Why am I only noticing now that my daughter rarely makes eye contact with me? 

"Get closer together.  Stay together.  You are dancing together.  Look at each other," the teacher tried.

I felt tears well up in my eyes and almost walked out the door.

"This isn't going to work for us," I managed.

Ryan could have been dancing alone in that room, she certainly wasn't dancing with me.

I thought about what walking out now would do to her, and to me.  Later I asked her if she knew that she had been hurting my feelings.  Huh?  No.  But she really didn't want to talk about it either.

She danced her dance.  And I danced mine. 

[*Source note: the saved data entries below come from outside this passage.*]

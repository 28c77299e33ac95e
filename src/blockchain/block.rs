use chrono::Utc;
use serde::{Deserialize, Serialize};
use std::borrow::Cow;

use super::hash::{self, Hash256};
use super::{
    GENESIS_DATA, GENESIS_DIFFICULTY, GENESIS_TIMESTAMP, HEADER_VERSION, HEADER_VERSION_LEGACY,
};
use crate::transaction::Transaction;

/// Fixed-size block header. `merkle_root` is derived from the payload and
/// `nonce` is only ever written by the miner.
#[derive(Debug, Clone, Copy, PartialEq, Eq, Serialize, Deserialize)]
pub struct BlockHeader {
    pub version: u32,
    pub index: u32,
    pub previous_hash: Hash256,
    pub merkle_root: Hash256,
    pub timestamp: u64, // Unix timestamp (UTC)
    pub difficulty: u32,
    pub nonce: u32,
}

impl BlockHeader {
    pub fn is_legacy(&self) -> bool {
        self.version == HEADER_VERSION_LEGACY
    }
}

/// What a block carries: either an opaque buffer or a list of transactions.
#[derive(Debug, Clone, PartialEq, Serialize, Deserialize)]
#[serde(tag = "kind", content = "value", rename_all = "snake_case")]
pub enum Payload {
    Raw(#[serde(with = "hex")] Vec<u8>),
    Transactions(Vec<Transaction>),
}

impl Payload {
    /// Bytes committed to by the block: the raw buffer as-is, or every
    /// transaction's fixed encoding back to back.
    pub fn to_bytes(&self) -> Cow<'_, [u8]> {
        match self {
            Payload::Raw(data) => Cow::Borrowed(data.as_slice()),
            Payload::Transactions(txs) => {
                Cow::Owned(txs.iter().flat_map(|tx| tx.to_bytes()).collect())
            }
        }
    }

    pub fn transactions(&self) -> &[Transaction] {
        match self {
            Payload::Transactions(txs) => txs,
            Payload::Raw(_) => &[],
        }
    }
}

/// A single block: header, payload and the hash it was sealed with.
#[derive(Debug, Clone, PartialEq, Serialize, Deserialize)]
pub struct Block {
    pub header: BlockHeader,
    pub payload: Payload,
    pub hash: Hash256, // Cached hash of the block
}

impl Block {
    /// The canonical genesis block every chain starts from.
    pub fn genesis() -> Self {
        build_genesis_block(GENESIS_TIMESTAMP, Payload::Raw(GENESIS_DATA.to_vec()))
    }

    /// Wrap a mined header with its payload. Nothing is checked here; the
    /// chain does that on `append`.
    pub fn seal(header: BlockHeader, payload: Payload, hash: Hash256) -> Self {
        Self {
            header,
            payload,
            hash,
        }
    }

    /// Recompute the digest from the current header and payload; `None` when
    /// the header version is unknown.
    pub fn compute_hash(&self) -> Option<Hash256> {
        hash::block_digest(&self.header, &self.payload)
    }

    /// True when both the stored hash and the merkle root recompute.
    /// Pure; says nothing about linkage or proof-of-work.
    pub fn verify_self(&self) -> bool {
        self.compute_hash() == Some(self.hash)
            && self.header.merkle_root == hash::payload_root(&self.payload)
    }
}

/// Build the block at position 0. Pure: the same inputs always give the same
/// block, which is what lets a fixed genesis anchor every chain.
pub fn build_genesis_block(timestamp: u64, payload: Payload) -> Block {
    let header = BlockHeader {
        version: HEADER_VERSION_LEGACY,
        index: 0,
        previous_hash: Hash256::zero(),
        merkle_root: hash::payload_root(&payload),
        timestamp,
        difficulty: GENESIS_DIFFICULTY,
        nonce: 0,
    };
    let hash = hash::legacy_digest(&header, &payload);
    Block {
        header,
        payload,
        hash,
    }
}

/// Unmined header extending `previous`, stamped with the current time.
/// It must go through the miner before the chain will take it.
pub fn build_candidate_block(previous: &Block, payload: &Payload, difficulty: u32) -> BlockHeader {
    let now = u64::try_from(Utc::now().timestamp()).unwrap_or(0);
    build_candidate_block_at(previous, payload, difficulty, now)
}

pub fn build_candidate_block_at(
    previous: &Block,
    payload: &Payload,
    difficulty: u32,
    timestamp: u64,
) -> BlockHeader {
    BlockHeader {
        version: HEADER_VERSION,
        index: previous.header.index.wrapping_add(1),
        previous_hash: previous.hash,
        merkle_root: hash::payload_root(payload),
        timestamp,
        difficulty,
        nonce: 0,
    }
}
//! secp256k1 key handling and ECDSA signing for transactions.
//!
//! A single [`CryptoContext`] is created at startup and dropped at shutdown;
//! every key operation goes through it.

use log::{debug, info};
use rand::RngCore;
use rand::rngs::OsRng;
use secp256k1::{All, Message, PublicKey, Secp256k1, SecretKey, ecdsa::Signature};
use std::fmt;
use thiserror::Error;

use crate::blockchain::{ErrorKind, hash};

/// Length of an uncompressed SEC1 public key (`0x04 | X | Y`).
pub const EC_PUB_LEN: usize = 65;

/// Bytes of the key hash kept as the account address.
pub const ADDRESS_LEN: usize = 20;

// A random 32-byte string is an invalid scalar with probability ~2^-128.
const KEYGEN_RETRIES: usize = 4;

#[derive(Debug, Error, PartialEq)]
pub enum WalletError {
    #[error("cryptographic primitive unavailable: {0}")]
    PrimitiveUnavailable(String),

    #[error("invalid public key encoding")]
    InvalidPublicKey,

    #[error("invalid secret key")]
    InvalidSecretKey,

    #[error("invalid signature encoding")]
    InvalidSignature,

    #[error("invalid hex: {0}")]
    InvalidHex(#[from] hex::FromHexError),
}

impl WalletError {
    /// Chain-level classification, when there is one.
    pub fn kind(&self) -> Option<ErrorKind> {
        match self {
            WalletError::PrimitiveUnavailable(_) => Some(ErrorKind::PrimitiveUnavailable),
            _ => None,
        }
    }
}

/// Generated keypair. The secret never leaves this type except through
/// [`KeyPair::secret_hex`].
pub struct KeyPair {
    secret: SecretKey,
    public: PublicKey,
}

impl KeyPair {
    #[cfg(test)]
    pub fn public_key(&self) -> &PublicKey {
        &self.public
    }

    /// Uncompressed public point, exactly [`EC_PUB_LEN`] bytes.
    pub fn to_pub(&self) -> [u8; EC_PUB_LEN] {
        self.public.serialize_uncompressed()
    }

    pub fn secret_hex(&self) -> String {
        hex::encode(self.secret.secret_bytes())
    }

    pub fn address(&self) -> String {
        address_of(&self.public)
    }
}

impl fmt::Debug for KeyPair {
    fn fmt(&self, f: &mut fmt::Formatter<'_>) -> fmt::Result {
        f.debug_struct("KeyPair")
            .field("public", &hex::encode(self.to_pub()))
            .finish_non_exhaustive()
    }
}

/// Process-wide secp256k1 context.
pub struct CryptoContext {
    secp: Secp256k1<All>,
}

impl CryptoContext {
    pub fn new() -> Self {
        let secp = Secp256k1::new();
        info!("secp256k1 context initialised");
        Self { secp }
    }

    pub fn generate_keypair(&self) -> Result<KeyPair, WalletError> {
        let mut seed = [0u8; 32];
        for _ in 0..KEYGEN_RETRIES {
            OsRng
                .try_fill_bytes(&mut seed)
                .map_err(|e| WalletError::PrimitiveUnavailable(e.to_string()))?;
            if let Ok(secret) = SecretKey::from_slice(&seed) {
                let public = PublicKey::from_secret_key(&self.secp, &secret);
                return Ok(KeyPair { secret, public });
            }
        }
        Err(WalletError::PrimitiveUnavailable(
            "entropy source kept yielding invalid scalars".into(),
        ))
    }

    /// Rebuild a keypair from a hex-encoded 32-byte secret.
    pub fn keypair_from_secret_hex(&self, secret_hex: &str) -> Result<KeyPair, WalletError> {
        let bytes = hex::decode(secret_hex.trim())?;
        let secret = SecretKey::from_slice(&bytes).map_err(|_| WalletError::InvalidSecretKey)?;
        let public = PublicKey::from_secret_key(&self.secp, &secret);
        Ok(KeyPair { secret, public })
    }

    /// DER signature over a 32-byte digest.
    pub fn sign(&self, keys: &KeyPair, digest: [u8; 32]) -> Result<Vec<u8>, WalletError> {
        let msg = Message::from_digest_slice(&digest)
            .map_err(|e| WalletError::PrimitiveUnavailable(e.to_string()))?;
        let sig = self.secp.sign_ecdsa(&msg, &keys.secret);
        Ok(sig.serialize_der().to_vec())
    }

    /// Verify a DER signature. `Ok(false)` means well-formed but wrong.
    pub fn verify(
        &self,
        public: &PublicKey,
        digest: [u8; 32],
        signature_der: &[u8],
    ) -> Result<bool, WalletError> {
        let sig = Signature::from_der(signature_der).map_err(|_| WalletError::InvalidSignature)?;
        let msg = Message::from_digest_slice(&digest)
            .map_err(|e| WalletError::PrimitiveUnavailable(e.to_string()))?;
        Ok(self.secp.verify_ecdsa(&msg, &sig, public).is_ok())
    }
}

impl Default for CryptoContext {
    fn default() -> Self {
        Self::new()
    }
}

impl Drop for CryptoContext {
    fn drop(&mut self) {
        debug!("secp256k1 context released");
    }
}

/// Parse an uncompressed public point. Anything that is not exactly
/// [`EC_PUB_LEN`] bytes starting with `0x04` is rejected.
pub fn public_key_from_bytes(bytes: &[u8]) -> Result<PublicKey, WalletError> {
    if bytes.len() != EC_PUB_LEN || bytes[0] != 0x04 {
        return Err(WalletError::InvalidPublicKey);
    }
    PublicKey::from_slice(bytes).map_err(|_| WalletError::InvalidPublicKey)
}

/// Hex of the first [`ADDRESS_LEN`] bytes of SHA-256 over the uncompressed key.
pub fn address_of(public: &PublicKey) -> String {
    let digest = hash::sha256(&public.serialize_uncompressed());
    hex::encode(&digest.0[..ADDRESS_LEN])
}

/// Generate a new keypair and return (priv_hex, pub_hex_uncompressed, address_hex).
pub fn generate_keypair_hex(ctx: &CryptoContext) -> Result<(String, String, String), WalletError> {
    let keys = ctx.generate_keypair()?;
    Ok((keys.secret_hex(), hex::encode(keys.to_pub()), keys.address()))
}

/// Parse a hex uncompressed public key.
pub fn public_key_from_hex(pubkey_hex: &str) -> Result<PublicKey, WalletError> {
    let bytes = hex::decode(pubkey_hex.trim())?;
    public_key_from_bytes(&bytes)
}

#[cfg(test)]
mod tests {
    use super::*;

    #[test]
    fn public_key_round_trips_through_bytes() {
        let ctx = CryptoContext::new();
        let keys = ctx.generate_keypair().unwrap();
        let bytes = keys.to_pub();
        assert_eq!(bytes.len(), EC_PUB_LEN);
        assert_eq!(bytes[0], 0x04);
        let back = public_key_from_bytes(&bytes).unwrap();
        assert_eq!(&back, keys.public_key());
    }

    #[test]
    fn malformed_public_keys_are_rejected() {
        let ctx = CryptoContext::new();
        let keys = ctx.generate_keypair().unwrap();
        let compressed = keys.public_key().serialize();
        assert_eq!(
            public_key_from_bytes(&compressed),
            Err(WalletError::InvalidPublicKey)
        );
        let mut off_curve = keys.to_pub();
        off_curve[64] ^= 0x01;
        assert_eq!(
            public_key_from_bytes(&off_curve),
            Err(WalletError::InvalidPublicKey)
        );
        assert_eq!(
            public_key_from_bytes(&[0u8; EC_PUB_LEN]),
            Err(WalletError::InvalidPublicKey)
        );
    }

    #[test]
    fn sign_and_verify() {
        let ctx = CryptoContext::new();
        let keys = ctx.generate_keypair().unwrap();
        let digest = hash::sha256(b"payload").0;
        let sig = ctx.sign(&keys, digest).unwrap();
        assert!(ctx.verify(keys.public_key(), digest, &sig).unwrap());

        let other = hash::sha256(b"other").0;
        assert!(!ctx.verify(keys.public_key(), other, &sig).unwrap());
        assert_eq!(
            ctx.verify(keys.public_key(), digest, &[0x01, 0x02]),
            Err(WalletError::InvalidSignature)
        );
    }

    #[test]
    fn hex_helpers_agree() {
        let ctx = CryptoContext::new();
        let (sk, pk, addr) = generate_keypair_hex(&ctx).unwrap();
        assert_eq!(sk.len(), 64);
        assert_eq!(pk.len(), EC_PUB_LEN * 2);
        assert_eq!(addr.len(), ADDRESS_LEN * 2);
        assert_eq!(address_of(&public_key_from_hex(&pk).unwrap()), addr);
        assert!(matches!(
            public_key_from_hex("zz"),
            Err(WalletError::InvalidHex(_))
        ));

        let keys = ctx.keypair_from_secret_hex(&sk).unwrap();
        assert_eq!(hex::encode(keys.to_pub()), pk);
        assert_eq!(keys.address(), addr);
    }

    #[test]
    fn bad_secrets_are_rejected() {
        let ctx = CryptoContext::new();
        assert_eq!(
            ctx.keypair_from_secret_hex(&"00".repeat(32)).unwrap_err(),
            WalletError::InvalidSecretKey
        );
        assert_eq!(
            ctx.keypair_from_secret_hex("abcd").unwrap_err(),
            WalletError::InvalidSecretKey
        );
        assert!(matches!(
            ctx.keypair_from_secret_hex("xyz"),
            Err(WalletError::InvalidHex(_))
        ));
    }

    #[test]
    fn only_primitive_failures_map_to_a_chain_kind() {
        assert_eq!(
            WalletError::PrimitiveUnavailable("rng".into()).kind(),
            Some(ErrorKind::PrimitiveUnavailable)
        );
        assert_eq!(WalletError::InvalidSignature.kind(), None);
    }

    #[test]
    fn debug_hides_secret() {
        let ctx = CryptoContext::new();
        let keys = ctx.generate_keypair().unwrap();
        let shown = format!("{keys:?}");
        assert!(!shown.contains(&keys.secret_hex()));
    }
}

I enjoyed being in a room with other women dancing together.  I enjoyed the music, the moves, the skirt-swishing and the gypsy attitude.  I enjoyed the circle of women.

Ryan was among us.  And that has to be enough.  She enjoys the dance.  She dances well.  But she dances alone.  She dances by herself, with herself, and for herself. 

Tonight, I realise that this is okay, that this is the best reason to dance.  She dances because she enjoys the dance and the movements her body makes.  Anything else - wanting to be a part of a larger group, wanting to bond with my daughter, wanting to feel a shared passion, a common sisterhood, a mutual joy - is my problem.

Your children are not your children.

They come through you but not from you,

And though they are with you, yet they belong not to you.

You may give them your love but not your thoughts.

You may strive to be like them, but seek not to make them like you.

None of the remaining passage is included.